Even now, censors trying to produce their blocks can still try to simulate a series of empty blocks following the block they are producing, to see if the sequence of events that they are generating will lead to any undesirable consequence. However, transaction senders can make life much harder for censors still: they can create sets of transactions that create events that don’t by themselves do anything, but do lead to the sender’s desired consequence in combination with some other transaction that happens regularly (eg. Bloomberg publishing some data feed into their blockchain contract). Relying on block timestamps or other unpredictable block data is another possibility.

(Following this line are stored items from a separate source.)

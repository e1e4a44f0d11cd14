use serde::{Deserialize, Serialize};

use super::effect::Stat;
use super::meta::GenerationMeta;

/// Influence change when the player plays a card carrying `tag`.
#[derive(Debug, Clone, PartialEq, Eq, Serialize, Deserialize)]
#[serde(rename_all = "camelCase")]
pub struct ReactionRule {
    pub tag: String,
    pub influence_delta: i32,
}

/// Once influence reaches `threshold`, `stat` gains are multiplied.
#[derive(Debug, Clone, PartialEq, Serialize, Deserialize)]
pub struct ThresholdBonus {
    pub threshold: u32,
    pub stat: Stat,
    pub multiplier: f64,
}

/// A political faction. Serialized as-is for the authoring format.
#[derive(Debug, Clone, PartialEq, Serialize, Deserialize)]
#[serde(rename_all = "camelCase")]
pub struct Faction {
    pub id: String,
    pub name: String,
    pub description: String,
    pub color: String,
    pub tags: Vec<String>,
    pub base_influence: u32,
    pub volatility: f64,
    pub reactions: Vec<ReactionRule>,
    pub threshold_bonuses: Vec<ThresholdBonus>,
    pub unlockable_cards: Vec<String>,
    #[serde(flatten)]
    pub meta: GenerationMeta,
}

/// The lean faction record consumed by the game engine.
#[derive(Debug, Clone, PartialEq, Serialize, Deserialize)]
#[serde(rename_all = "camelCase")]
pub struct FactionRecord {
    pub id: String,
    pub name: String,
    pub description: String,
    pub color: String,
    pub tags: Vec<String>,
    pub base_influence: u32,
    pub volatility: f64,
    pub reactions: Vec<ReactionRule>,
    pub threshold_bonuses: Vec<ThresholdBonus>,
    pub unlockable_cards: Vec<String>,
}

impl Faction {
    pub fn record(&self) -> FactionRecord {
        FactionRecord {
            id: self.id.clone(),
            name: self.name.clone(),
            description: self.description.clone(),
            color: self.color.clone(),
            tags: self.tags.clone(),
            base_influence: self.base_influence,
            volatility: self.volatility,
            reactions: self.reactions.clone(),
            threshold_bonuses: self.threshold_bonuses.clone(),
            unlockable_cards: self.unlockable_cards.clone(),
        }
    }
}
use serde::{Deserialize, Serialize};

use super::effect::Effect;
use super::meta::GenerationMeta;

/// Starting stats for a leader.
#[derive(Debug, Clone, Copy, PartialEq, Eq, Serialize, Deserialize)]
pub struct StatBlock {
    pub approval: i32,
    pub economy: i32,
    pub absurdity: i32,
    pub reputation: i32,
    pub panic: i32,
}

/// A leader's once-per-game special ability.
#[derive(Debug, Clone, PartialEq, Eq, Serialize, Deserialize)]
pub struct Ability {
    pub name: String,
    pub effects: Vec<Effect>,
}

/// A playable leader. Serialized as-is for the authoring format.
#[derive(Debug, Clone, PartialEq, Eq, Serialize, Deserialize)]
#[serde(rename_all = "camelCase")]
pub struct Leader {
    pub id: String,
    pub name: String,
    pub title: String,
    pub bio: String,
    pub stats: StatBlock,
    pub trait_tags: Vec<String>,
    pub ability: Ability,
    pub starting_deck: Vec<String>,
    #[serde(flatten)]
    pub meta: GenerationMeta,
}

/// The lean leader record consumed by the game engine.
#[derive(Debug, Clone, PartialEq, Eq, Serialize, Deserialize)]
#[serde(rename_all = "camelCase")]
pub struct LeaderRecord {
    pub id: String,
    pub name: String,
    pub title: String,
    pub bio: String,
    pub stats: StatBlock,
    pub trait_tags: Vec<String>,
    pub ability: Ability,
    pub starting_deck: Vec<String>,
    pub portrait_key: String,
}

impl Leader {
    pub fn record(&self) -> LeaderRecord {
        LeaderRecord {
            id: self.id.clone(),
            name: self.name.clone(),
            title: self.title.clone(),
            bio: self.bio.clone(),
            stats: self.stats,
            trait_tags: self.trait_tags.clone(),
            ability: self.ability.clone(),
            starting_deck: self.starting_deck.clone(),
            portrait_key: format!("art/portraits/{}", self.id),
        }
    }
}
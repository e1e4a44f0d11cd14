use serde::{Deserialize, Serialize};

/// The four generated content categories, in generation order.
#[derive(Debug, Clone, Copy, PartialEq, Eq, Hash, Serialize, Deserialize)]
#[serde(rename_all = "lowercase")]
pub enum Category {
    Cards,
    Leaders,
    Crises,
    Factions,
}

impl Category {
    /// Generation order. Later categories reference ids from earlier ones.
    pub const ALL: [Category; 4] = [
        Category::Cards,
        Category::Leaders,
        Category::Crises,
        Category::Factions,
    ];

    /// Plural name, used as the authoring subdirectory, the aggregate file
    /// stem, and the aggregate document's top-level key.
    pub fn plural(&self) -> &'static str {
        match self {
            Self::Cards => "cards",
            Self::Leaders => "leaders",
            Self::Crises => "crises",
            Self::Factions => "factions",
        }
    }

    /// File-name prefix for generated authoring files (`card_001.yaml`).
    pub fn prefix(&self) -> &'static str {
        match self {
            Self::Cards => "card",
            Self::Leaders => "leader",
            Self::Crises => "crisis",
            Self::Factions => "faction",
        }
    }
}

impl std::fmt::Display for Category {
    fn fmt(&self, f: &mut std::fmt::Formatter<'_>) -> std::fmt::Result {
        f.write_str(self.plural())
    }
}
/// Linter integration tests: checks against packs written to disk.

use disorder_content::core::lint::{lint_directory, LintError};
use disorder_content::core::pipeline::{run, RunOptions};
use serde_json::Value;
use std::path::Path;

fn write_pack(root: &Path) {
    run(&RunOptions {
        theme_path: None,
        seed: 42,
        authoring_root: root.join("data"),
        aggregate_root: root.join("game"),
    })
    .unwrap();
}

#[test]
fn fresh_pack_passes() {
    let tmp = tempfile::tempdir().unwrap();
    write_pack(tmp.path());
    let report = lint_directory(&tmp.path().join("game")).unwrap();
    assert!(report.is_clean(), "{:?}", report.errors);
    assert!(report.warnings.is_empty());
}

#[test]
fn tampered_pack_fails() {
    let tmp = tempfile::tempdir().unwrap();
    write_pack(tmp.path());

    let path = tmp.path().join("game/factions.json");
    let mut doc: Value = serde_json::from_str(&std::fs::read_to_string(&path).unwrap()).unwrap();
    doc["factions"][0]["unlockableCards"][0] = Value::from("card_that_never_was");
    std::fs::write(&path, serde_json::to_string_pretty(&doc).unwrap()).unwrap();

    let report = lint_directory(&tmp.path().join("game")).unwrap();
    assert!(!report.is_clean());
    assert!(report.errors[0].contains("card_that_never_was"));
}

#[test]
fn missing_directory_is_an_error() {
    let tmp = tempfile::tempdir().unwrap();
    let err = lint_directory(&tmp.path().join("nowhere")).unwrap_err();
    assert!(matches!(err, LintError::Io { .. }));
}
//! Crisis generation and chain linking.

use log::{debug, info};

use crate::core::cards::CardDeck;
use crate::core::sequence::ContentRng;
use crate::core::slug::slugify;
use crate::schema::crisis::{
    ChainEvent, Comparison, Crisis, ResponseOption, Severity, StatThreshold, TriggerConditions,
    TurnRange,
};
use crate::schema::effect::{Effect, EffectType, Stat};
use crate::schema::meta::GenerationMeta;
use crate::schema::theme::Theme;

/// Cycled by generation index so categories are spread evenly.
const SEVERITY_TABLE: &[(Severity, &str)] = &[
    (Severity::Minor, "nature"),
    (Severity::Major, "economy"),
    (Severity::Catastrophic, "media"),
    (Severity::Minor, "bureaucracy"),
    (Severity::Major, "diplomacy"),
];

const HEADLINE_SUBJECTS: &[&str] = &[
    "Pigeons",
    "The Stock Market",
    "Parliament's Printer",
    "Celebrity Chefs",
    "The Moon",
    "Unpaid Interns",
    "Self-Driving Buses",
    "The National Mascot",
];

const HEADLINE_EVENTS: &[&str] = &[
    "Declare Independence",
    "Go On Strike",
    "Unionize",
    "Trend Worldwide",
    "Demand A Recount",
    "Short-Circuit",
    "Leak Everything",
    "Refuse To Leave",
];

const COUNTERMEASURE_LABEL: &str = "Deploy Countermeasure";

/// Generate `theme.content_counts.crises` crises, then link each one to
/// its successor.
pub fn generate_crises(theme: &Theme, deck: &CardDeck, rng: &mut ContentRng) -> Vec<Crisis> {
    let count = theme.content_counts.crises;
    let mut crises = Vec::with_capacity(count);

    for index in 0..count {
        let crisis = build_crisis(theme, deck, rng, index);
        debug!(
            "crisis {}: {} ({} {})",
            index + 1,
            crisis.id,
            crisis.severity.as_str(),
            crisis.category
        );
        crises.push(crisis);
    }

    link_chain(&mut crises);
    info!("generated {} crises", crises.len());
    crises
}

/// Point every crisis except the last at the one generated after it.
/// Draws nothing from the random stream.
pub fn link_chain(crises: &mut [Crisis]) {
    let next_ids: Vec<String> = crises.iter().skip(1).map(|c| c.id.clone()).collect();
    for (crisis, next_id) in crises.iter_mut().zip(next_ids) {
        crisis.chain_events = vec![ChainEvent { crisis_id: next_id }];
    }
    if let Some(last) = crises.last_mut() {
        last.chain_events.clear();
    }
}

fn build_crisis(theme: &Theme, deck: &CardDeck, rng: &mut ContentRng, index: usize) -> Crisis {
    let (severity, category) = SEVERITY_TABLE[index % SEVERITY_TABLE.len()];

    let subject = rng.pick(HEADLINE_SUBJECTS);
    let event = rng.pick(HEADLINE_EVENTS);
    let name = format!("{} {}", subject, event);
    let id = format!("{}_{:02}", slugify(&name), index + 1);
    let headline = format!("BREAKING: {} {}!", subject, event);

    let min_turn = rng.range(1..=10) as u32;
    let max_turn = min_turn + rng.range(3..=12) as u32;
    let stat = *rng.choose(&Stat::ALL).unwrap_or(&Stat::Panic);
    let comparison = if rng.chance(0.5) {
        Comparison::Above
    } else {
        Comparison::Below
    };
    let triggers = TriggerConditions {
        turns: TurnRange { min_turn, max_turn },
        thresholds: vec![StatThreshold {
            stat,
            comparison,
            value: rng.range(20..=80),
        }],
    };

    // Borrowing a card's effects ties crisis outcomes to card balance.
    let borrowed = match rng.choose(deck.cards()) {
        Some(card) => ResponseOption {
            label: format!("Invoke {}", card.name),
            effects: card.effects.clone(),
            source_card_id: Some(card.id.clone()),
        },
        None => ResponseOption {
            label: "Issue A Strongly Worded Statement".to_string(),
            effects: Vec::new(),
            source_card_id: None,
        },
    };
    let countermeasure = ResponseOption {
        label: COUNTERMEASURE_LABEL.to_string(),
        effects: vec![Effect::new(EffectType::AbsurdityDelta, rng.range(4..=9))],
        source_card_id: None,
    };

    let mut tags = vec![category.to_string()];
    if theme.themes.primary != category {
        tags.push(theme.themes.primary.clone());
    }

    let description = format!(
        "A {} {} crisis. {} and the public reaction is {}.",
        severity.as_str(),
        category,
        headline,
        theme.tone
    );

    let meta = GenerationMeta {
        art_prompt: format!(
            "Breaking news still: {}, {} tone, palette {}",
            name.to_lowercase(),
            theme.tone,
            theme.art_direction.palette.join(" ")
        ),
        art_style: theme.art_direction.crises.clone(),
        sfx_key: format!("sfx_crisis_{}", severity.as_str()),
        vo_line: headline.clone(),
        voice_style: theme.audio_direction.voice.clone(),
        theme_music: None,
    };

    Crisis {
        id,
        name,
        severity,
        category: category.to_string(),
        headline,
        description,
        tags,
        triggers,
        responses: vec![borrowed, countermeasure],
        chain_events: Vec::new(),
        meta,
    }
}
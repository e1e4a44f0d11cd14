/// Content generator: builds the full card-game content pack from a theme.
///
/// Usage: gen_content [THEME] [--seed <n>] [--data-dir <dir>] [--game-dir <dir>]
///                    [--log-level <level>]
///
/// THEME defaults to config/theme.yaml when that file exists, otherwise the
/// built-in theme is used.

use disorder_content::core::pipeline::{run, RunOptions};
use disorder_content::core::theme::{resolve_theme_path, DEFAULT_THEME_PATH};
use log::LevelFilter;
use std::path::{Path, PathBuf};
use std::process;

fn main() {
    let args: Vec<String> = std::env::args().collect();

    if args.iter().any(|a| a == "--help" || a == "-h") {
        print_usage();
        return;
    }

    let mut options = RunOptions::default();
    let mut theme_path: Option<PathBuf> = None;
    let mut log_level = LevelFilter::Info;

    let mut i = 1;
    while i < args.len() {
        match args[i].as_str() {
            "--seed" if i + 1 < args.len() => {
                i += 1;
                options.seed = match args[i].parse() {
                    Ok(seed) => seed,
                    Err(_) => {
                        eprintln!("ERROR: invalid seed '{}'", args[i]);
                        process::exit(1);
                    }
                };
            }
            "--data-dir" if i + 1 < args.len() => {
                i += 1;
                options.authoring_root = PathBuf::from(&args[i]);
            }
            "--game-dir" if i + 1 < args.len() => {
                i += 1;
                options.aggregate_root = PathBuf::from(&args[i]);
            }
            "--log-level" if i + 1 < args.len() => {
                i += 1;
                log_level = match parse_log_level(&args[i]) {
                    Some(level) => level,
                    None => {
                        eprintln!("ERROR: invalid log level '{}'", args[i]);
                        process::exit(1);
                    }
                };
            }
            arg if !arg.starts_with("--") && theme_path.is_none() => {
                theme_path = Some(PathBuf::from(arg));
            }
            _ => {
                eprintln!("Unknown argument: {}", args[i]);
                print_usage();
                process::exit(1);
            }
        }
        i += 1;
    }

    env_logger::Builder::new()
        .filter_level(log_level)
        .parse_default_env()
        .format_timestamp_secs()
        .init();

    options.theme_path = resolve_theme_path(theme_path.as_deref(), Path::new(DEFAULT_THEME_PATH));

    match run(&options) {
        Ok(summary) => {
            println!("Seed: {}", summary.seed);
            println!("  cards:    {}", summary.cards);
            println!("  leaders:  {}", summary.leaders);
            println!("  crises:   {}", summary.crises);
            println!("  factions: {}", summary.factions);
            for report in &summary.reports {
                println!(
                    "  {} -> {} authoring files, {}",
                    report.category,
                    report.authoring_files.len(),
                    report.aggregate_file.display()
                );
            }
            println!(
                "\n{} files written, {} stale files removed",
                summary.files_written, summary.files_removed
            );
        }
        Err(e) => {
            eprintln!("ERROR: {}", e);
            process::exit(1);
        }
    }
}

/// `off`, `error`, `warn`, `info`, `debug` or `trace`, any case.
fn parse_log_level(value: &str) -> Option<LevelFilter> {
    value.parse().ok()
}

fn print_usage() {
    println!(
        "Usage: gen_content [THEME] [--seed <n>] [--data-dir <dir>] [--game-dir <dir>] [--log-level <level>]"
    );
    println!();
    println!("  THEME        theme descriptor (.yaml, .json or .ron), default {}", DEFAULT_THEME_PATH);
    println!("  --seed       random seed, default 42");
    println!("  --data-dir   authoring root, default data");
    println!("  --game-dir   aggregate root, default unity/Assets/Game/Data");
    println!("  --log-level  error, warn, info, debug or trace (RUST_LOG overrides)");
}

#[cfg(test)]
mod tests {
    use super::*;

    #[test]
    fn log_levels() {
        assert_eq!(parse_log_level("debug"), Some(LevelFilter::Debug));
        assert_eq!(parse_log_level("WARN"), Some(LevelFilter::Warn));
        assert_eq!(parse_log_level("off"), Some(LevelFilter::Off));
        assert_eq!(parse_log_level("loud"), None);
        assert_eq!(parse_log_level(""), None);
    }
}
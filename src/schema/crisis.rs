use serde::{Deserialize, Serialize};

use super::effect::{Effect, Stat};
use super::meta::GenerationMeta;

/// Severity class of a crisis.
#[derive(Debug, Clone, Copy, PartialEq, Eq, Hash, Serialize, Deserialize)]
#[serde(rename_all = "lowercase")]
pub enum Severity {
    Minor,
    Major,
    Catastrophic,
}

impl Severity {
    /// Numeric severity on the engine's 1..=5 scale.
    pub fn level(&self) -> u8 {
        match self {
            Self::Minor => 1,
            Self::Major => 3,
            Self::Catastrophic => 5,
        }
    }

    pub fn as_str(&self) -> &'static str {
        match self {
            Self::Minor => "minor",
            Self::Major => "major",
            Self::Catastrophic => "catastrophic",
        }
    }
}

#[derive(Debug, Clone, Copy, PartialEq, Eq, Serialize, Deserialize)]
#[serde(rename_all = "lowercase")]
pub enum Comparison {
    Above,
    Below,
}

/// Inclusive turn window in which the crisis may fire.
#[derive(Debug, Clone, Copy, PartialEq, Eq, Serialize, Deserialize)]
#[serde(rename_all = "camelCase")]
pub struct TurnRange {
    pub min_turn: u32,
    pub max_turn: u32,
}

#[derive(Debug, Clone, PartialEq, Eq, Serialize, Deserialize)]
pub struct StatThreshold {
    pub stat: Stat,
    pub comparison: Comparison,
    pub value: i32,
}

#[derive(Debug, Clone, PartialEq, Eq, Serialize, Deserialize)]
pub struct TriggerConditions {
    pub turns: TurnRange,
    pub thresholds: Vec<StatThreshold>,
}

/// One way the player can respond to a crisis.
#[derive(Debug, Clone, PartialEq, Eq, Serialize, Deserialize)]
#[serde(rename_all = "camelCase")]
pub struct ResponseOption {
    pub label: String,
    pub effects: Vec<Effect>,
    /// Card whose effects this option borrows, if any.
    #[serde(default, skip_serializing_if = "Option::is_none")]
    pub source_card_id: Option<String>,
}

/// Link to the crisis that follows this one.
#[derive(Debug, Clone, PartialEq, Eq, Serialize, Deserialize)]
#[serde(rename_all = "camelCase")]
pub struct ChainEvent {
    pub crisis_id: String,
}

/// A crisis event. Serialized as-is for the authoring format.
#[derive(Debug, Clone, PartialEq, Eq, Serialize, Deserialize)]
#[serde(rename_all = "camelCase")]
pub struct Crisis {
    pub id: String,
    pub name: String,
    pub severity: Severity,
    pub category: String,
    pub headline: String,
    pub description: String,
    pub tags: Vec<String>,
    pub triggers: TriggerConditions,
    pub responses: Vec<ResponseOption>,
    pub chain_events: Vec<ChainEvent>,
    #[serde(flatten)]
    pub meta: GenerationMeta,
}

/// The lean crisis record consumed by the game engine.
#[derive(Debug, Clone, PartialEq, Eq, Serialize, Deserialize)]
#[serde(rename_all = "camelCase")]
pub struct CrisisRecord {
    pub id: String,
    pub name: String,
    pub headline: String,
    pub description: String,
    pub severity: u8,
    pub severity_class: Severity,
    pub category: String,
    pub tags: Vec<String>,
    pub triggers: TriggerConditions,
    pub responses: Vec<ResponseOption>,
    pub chain_events: Vec<ChainEvent>,
}

impl Crisis {
    pub fn record(&self) -> CrisisRecord {
        CrisisRecord {
            id: self.id.clone(),
            name: self.name.clone(),
            headline: self.headline.clone(),
            description: self.description.clone(),
            severity: self.severity.level(),
            severity_class: self.severity,
            category: self.category.clone(),
            tags: self.tags.clone(),
            triggers: self.triggers.clone(),
            responses: self.responses.clone(),
            chain_events: self.chain_events.clone(),
        }
    }
}

#[cfg(test)]
mod tests {
    use super::*;

    #[test]
    fn severity_levels() {
        assert_eq!(Severity::Minor.level(), 1);
        assert_eq!(Severity::Major.level(), 3);
        assert_eq!(Severity::Catastrophic.level(), 5);
    }

    #[test]
    fn chain_event_json_key() {
        let json = serde_json::to_string(&ChainEvent {
            crisis_id: "moon_unionizes_02".to_string(),
        })
        .unwrap();
        assert_eq!(json, r#"{"crisisId":"moon_unionizes_02"}"#);
    }
}
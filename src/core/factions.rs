//! Faction generation.

use log::{debug, info};

use crate::core::cards::CardDeck;
use crate::core::sequence::ContentRng;
use crate::core::slug::slugify;
use crate::schema::effect::Stat;
use crate::schema::faction::{Faction, ReactionRule, ThresholdBonus};
use crate::schema::meta::GenerationMeta;
use crate::schema::theme::Theme;

/// Faction name and ideology tags, cycled by generation index.
const ARCHETYPES: &[(&str, &[&str])] = &[
    ("Bureaucrats", &["order", "economy"]),
    ("Meme Syndicate", &["memes", "chaos"]),
    ("Pigeon Liberation Front", &["nature", "absurd"]),
    ("Concerned Billionaires", &["economy", "greed"]),
    ("Union of Exhausted Interns", &["labor", "panic"]),
    ("Conspiracy Book Club", &["media", "paranoia"]),
    ("Ministry of Vibes", &["culture", "absurd"]),
    ("Artisanal Farmers Coalition", &["nature", "economy"]),
    ("Cable News Collective", &["media", "panic"]),
    ("Retired Generals Bridge Club", &["order", "nostalgia"]),
];

/// Unlockable cards per faction, when that many exist.
pub const UNLOCKABLE_CARDS: usize = 5;

/// Generate `theme.content_counts.factions` factions. Reaction tags and
/// unlockable cards come from `deck`.
pub fn generate_factions(theme: &Theme, deck: &CardDeck, rng: &mut ContentRng) -> Vec<Faction> {
    let count = theme.content_counts.factions;
    let mut factions = Vec::with_capacity(count);

    for index in 0..count {
        let faction = build_faction(theme, deck, rng, index);
        debug!(
            "faction {}: {} ({})",
            index + 1,
            faction.id,
            faction.color
        );
        factions.push(faction);
    }

    info!("generated {} factions", factions.len());
    factions
}

fn build_faction(theme: &Theme, deck: &CardDeck, rng: &mut ContentRng, index: usize) -> Faction {
    let (name, ideology) = ARCHETYPES[index % ARCHETYPES.len()];
    let id = format!("{}_{:02}", slugify(name), index + 1);
    let tags: Vec<String> = ideology.iter().map(|t| t.to_string()).collect();

    let base_influence = rng.range(20..=60) as u32;
    let volatility = f64::from(rng.range(10..=90)) / 100.0;

    let mut reactions = Vec::new();
    if let Some(card) = rng.choose(deck.cards()) {
        if let Some(tag) = rng.choose(&card.tags) {
            reactions.push(ReactionRule {
                tag: tag.clone(),
                influence_delta: rng.range(5..=15),
            });
        }
    }

    let threshold_bonuses = vec![ThresholdBonus {
        threshold: rng.range(60..=90) as u32,
        stat: Stat::Approval,
        multiplier: f64::from(rng.range(105..=130)) / 100.0,
    }];

    let unlockable_cards = rng.sample(deck.ids(), UNLOCKABLE_CARDS);
    let color = theme.palette_color(index).to_string();

    let description = format!(
        "The {} care about {} and little else. Influence starts at {}.",
        name,
        tags.join(" and "),
        base_influence
    );

    let meta = GenerationMeta {
        art_prompt: format!(
            "Emblem of the {}, {} tone, dominant color {}",
            name, theme.tone, color
        ),
        art_style: theme.art_direction.factions.clone(),
        sfx_key: format!("sfx_faction_{}", slugify(name)),
        vo_line: format!("The {} demand more {}!", name, tags[0]),
        voice_style: theme.audio_direction.voice.clone(),
        theme_music: Some(theme.audio_direction.music.clone()),
    };

    Faction {
        id,
        name: name.to_string(),
        description,
        color,
        tags,
        base_influence,
        volatility,
        reactions,
        threshold_bonuses,
        unlockable_cards,
        meta,
    }
}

Note that this also makes it much harder to enact another defense against these anti-censorship strategies: requiring transaction senders themselves to produce a zero-knowledge proof that their transactions bear no undesirable intent.

To expand the functionality of this scheme, we can also add another protocol feature: create a specialized address where messages sent to that address are played as transactions. The messages would contain the transaction data in some form (eg. each message specifies one byte), after a few hundred blocks trigger events to combine the data together, and the data would then have to be immediately played as a regular transaction; once the initial transactions are in, there is no way around it. This would basically ensure that everything that can be done by sending transactions (the primary input of the system) can be done through this kind of covert latent message scheme.

Hence, we can see how blocking such circumventions will very likely be pretty much impossible to do completely and absolutely; rather, it will be likely a constant two-sided war of heuristics versus heuristics where neither side would have a permanent upper hand. We may see the development of centralized firms whose sole purpose is to accept any transaction and find some way to “sneak it in” to the blockchain in exchange for a fee, and these firms would consistently update their algorithms in response to the updated algorithms of the parties that are trying to work against their previous algorithms to block the attempt. Perhaps, this is the best that we can do.

Anti-censorship and Finality

It is important to note that the above by itself does not prove that censorship is extremely expensive all on its own. Rather, it shows that, if developers take care to add certain features into the blockchain protocol, censorship can be made as hard as reversion. This still leaves the question of how difficult reversion is in the first place. A lot of earlier consensus protocols, including proof of work and naive versions of proof of stake, do not make small-depth reversion very difficult; hence, if it takes a hundred blocks to realize that an undesirable transaction has successfully entered the system, then it would be a major inconvenience but the validators would be able to discard the old blockchain and create a new one, with all of the transactions from the old chain included in order in order to avoid inconveniencing anyone else (although anyone that was using the blockchain as a source of randomness would unfortunately be out of their luck). Newer protocols like Tendermint, however, use security deposits to make reverting even one block almost impossible, and so do not run into this problem; if you can get the delayed events into the blockchain at all, you’ve already won.

This, incidentally, is an important case study of the importance of “bribe attacks” as a theoretical concern in cryptoeconomics: even though literal bribes may in many cases be unrealistic, external incentive adjustments can come from any source. If one can prove that blockchains are extremely expensive to revert, then one can be assured that they will be extremely expensive to revert for any purpose, including attacker bribes and external desires to revert transactions for some particular purpose.